DATA =

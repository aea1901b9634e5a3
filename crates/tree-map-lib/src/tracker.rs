//! Viewport change detection
//!
//! Map widgets redraw every frame while the user drags or scrolls. Only the
//! settled result of a gesture (move end, zoom end) is worth acting on, so the
//! tracker swallows intermediate frames and relays the rest to subscribers.

use crate::ViewportBounds;
use std::collections::BTreeMap;
use std::fmt;

/// Bounds equality tolerance in degrees, well below a screen pixel at any zoom
const SETTLE_EPSILON: f64 = 1e-9;

/// What the map widget reports each frame
#[derive(Debug, Clone, Copy, PartialEq)]
pub struct MapFrame {
    pub bounds: ViewportBounds,
    pub zoom: f64,
    /// A drag, scroll or zoom animation is in progress
    pub interacting: bool,
}

/// A settled viewport
#[derive(Debug, Clone, Copy, PartialEq)]
pub struct ViewportChange {
    pub bounds: ViewportBounds,
    pub zoom: f64,
}

impl ViewportChange {
    fn approx_eq(&self, other: &ViewportChange) -> bool {
        (self.zoom - other.zoom).abs() <= SETTLE_EPSILON
            && self.bounds.approx_eq(&other.bounds, SETTLE_EPSILON)
    }
}

#[derive(Debug, Clone, Copy, PartialEq, Eq, PartialOrd, Ord, Hash)]
pub struct SubscriptionId(u64);

type Callback = Box<dyn FnMut(&ViewportChange) + Send>;

/// Emits a [`ViewportChange`] on the first frame and whenever the view settles
#[derive(Default)]
pub struct BoundsTracker {
    previous: Option<ViewportChange>,
    last_emitted: Option<ViewportChange>,
    subscribers: BTreeMap<SubscriptionId, Callback>,
    next_id: u64,
}

impl fmt::Debug for BoundsTracker {
    fn fmt(&self, f: &mut fmt::Formatter<'_>) -> fmt::Result {
        f.debug_struct("BoundsTracker")
            .field("previous", &self.previous)
            .field("last_emitted", &self.last_emitted)
            .field("subscribers", &self.subscribers.len())
            .finish()
    }
}

impl BoundsTracker {
    pub fn new() -> Self {
        Self::default()
    }

    pub fn on_viewport_change(
        &mut self,
        callback: impl FnMut(&ViewportChange) + Send + 'static,
    ) -> SubscriptionId {
        let id = SubscriptionId(self.next_id);
        self.next_id += 1;
        self.subscribers.insert(id, Box::new(callback));
        id
    }

    /// Returns false if the subscription was already gone
    pub fn unsubscribe(&mut self, id: SubscriptionId) -> bool {
        self.subscribers.remove(&id).is_some()
    }

    /// Feed one frame; returns the change if this frame settled the view
    pub fn observe(&mut self, frame: MapFrame) -> Option<ViewportChange> {
        let current = ViewportChange {
            bounds: frame.bounds,
            zoom: frame.zoom,
        };
        let previous = self.previous.replace(current);

        if frame.interacting {
            return None;
        }

        let settled = match (&previous, &self.last_emitted) {
            (_, None) => true,
            (Some(previous), Some(emitted)) => {
                previous.approx_eq(&current) && !emitted.approx_eq(&current)
            }
            (None, Some(_)) => false,
        };
        if !settled {
            return None;
        }

        tracing::debug!(bounds = %current.bounds, zoom = current.zoom, "Viewport settled");
        self.last_emitted = Some(current);
        for callback in self.subscribers.values_mut() {
            callback(&current);
        }
        Some(current)
    }

    /// The last observed frame has not been relayed yet
    ///
    /// Callers keep redrawing while this holds so the settling frame is seen.
    pub fn is_settling(&self) -> bool {
        match (&self.previous, &self.last_emitted) {
            (Some(previous), Some(emitted)) => !previous.approx_eq(emitted),
            (Some(_), None) => true,
            (None, _) => false,
        }
    }

    /// Most recent settled viewport
    pub fn last_emitted(&self) -> Option<&ViewportChange> {
        self.last_emitted.as_ref()
    }

    /// Forget the last emission so the next settled frame is relayed again
    pub fn reset(&mut self) {
        self.previous = None;
        self.last_emitted = None;
    }
}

EXERCISE BRIEF =
All of the records are to be reproduced exactly as they were given.

WRITTEN SOLUTION =
repository aea1901b9634e5a3
filename crates/tree-map-lib/src/tracker.rs
//! Viewport change detection
//!
//! Map widgets redraw every frame while the user drags or scrolls. Only the
//! settled result of a gesture (move end, zoom end) is worth acting on, so the
//! tracker swallows intermediate frames and relays the rest to subscribers.

use crate::ViewportBounds;
use std::collections::BTreeMap;
use std::fmt;

/// Bounds equality tolerance in degrees, well below a screen pixel at any zoom
const SETTLE_EPSILON: f64 = 1e-9;

/// What the map widget reports each frame
#[derive(Debug, Clone, Copy, PartialEq)]
pub struct MapFrame {
    pub bounds: ViewportBounds,
    pub zoom: f64,
    /// A drag, scroll or zoom animation is in progress
    pub interacting: bool,
}

/// A settled viewport
#[derive(Debug, Clone, Copy, PartialEq)]
pub struct ViewportChange {
    pub bounds: ViewportBounds,
    pub zoom: f64,
}

impl ViewportChange {
    fn approx_eq(&self, other: &ViewportChange) -> bool {
        (self.zoom - other.zoom).abs() <= SETTLE_EPSILON
            && self.bounds.approx_eq(&other.bounds, SETTLE_EPSILON)
    }
}

#[derive(Debug, Clone, Copy, PartialEq, Eq, PartialOrd, Ord, Hash)]
pub struct SubscriptionId(u64);

type Callback = Box<dyn FnMut(&ViewportChange) + Send>;

/// Emits a [`ViewportChange`] on the first frame and whenever the view settles
#[derive(Default)]
pub struct BoundsTracker {
    previous: Option<ViewportChange>,
    last_emitted: Option<ViewportChange>,
    subscribers: BTreeMap<SubscriptionId, Callback>,
    next_id: u64,
}

impl fmt::Debug for BoundsTracker {
    fn fmt(&self, f: &mut fmt::Formatter<'_>) -> fmt::Result {
        f.debug_struct("BoundsTracker")
            .field("previous", &self.previous)
            .field("last_emitted", &self.last_emitted)
            .field("subscribers", &self.subscribers.len())
            .finish()
    }
}

impl BoundsTracker {
    pub fn new() -> Self {
        Self::default()
    }

    pub fn on_viewport_change(
        &mut self,
        callback: impl FnMut(&ViewportChange) + Send + 'static,
    ) -> SubscriptionId {
        let id = SubscriptionId(self.next_id);
        self.next_id += 1;
        self.subscribers.insert(id, Box::new(callback));
        id
    }

    /// Returns false if the subscription was already gone
    pub fn unsubscribe(&mut self, id: SubscriptionId) -> bool {
        self.subscribers.remove(&id).is_some()
    }

    /// Feed one frame; returns the change if this frame settled the view
    pub fn observe(&mut self, frame: MapFrame) -> Option<ViewportChange> {
        let current = ViewportChange {
            bounds: frame.bounds,
            zoom: frame.zoom,
        };
        let previous = self.previous.replace(current);

        if frame.interacting {
            return None;
        }

        let settled = match (&previous, &self.last_emitted) {
            (_, None) => true,
            (Some(previous), Some(emitted)) => {
                previous.approx_eq(&current) && !emitted.approx_eq(&current)
            }
            (None, Some(_)) => false,
        };
        if !settled {
            return None;
        }

        tracing::debug!(bounds = %current.bounds, zoom = current.zoom, "Viewport settled");
        self.last_emitted = Some(current);
        for callback in self.subscribers.values_mut() {
            callback(&current);
        }
        Some(current)
    }

    /// The last observed frame has not been relayed yet
    ///
    /// Callers keep redrawing while this holds so the settling frame is seen.
    pub fn is_settling(&self) -> bool {
        match (&self.previous, &self.last_emitted) {
            (Some(previous), Some(emitted)) => !previous.approx_eq(emitted),
            (Some(_), None) => true,
            (None, _) => false,
        }
    }

    /// Most recent settled viewport
    pub fn last_emitted(&self) -> Option<&ViewportChange> {
        self.last_emitted.as_ref()
    }

    /// Forget the last emission so the next settled frame is relayed again
    pub fn reset(&mut self) {
        self.previous = None;
        self.last_emitted = None;
    }
}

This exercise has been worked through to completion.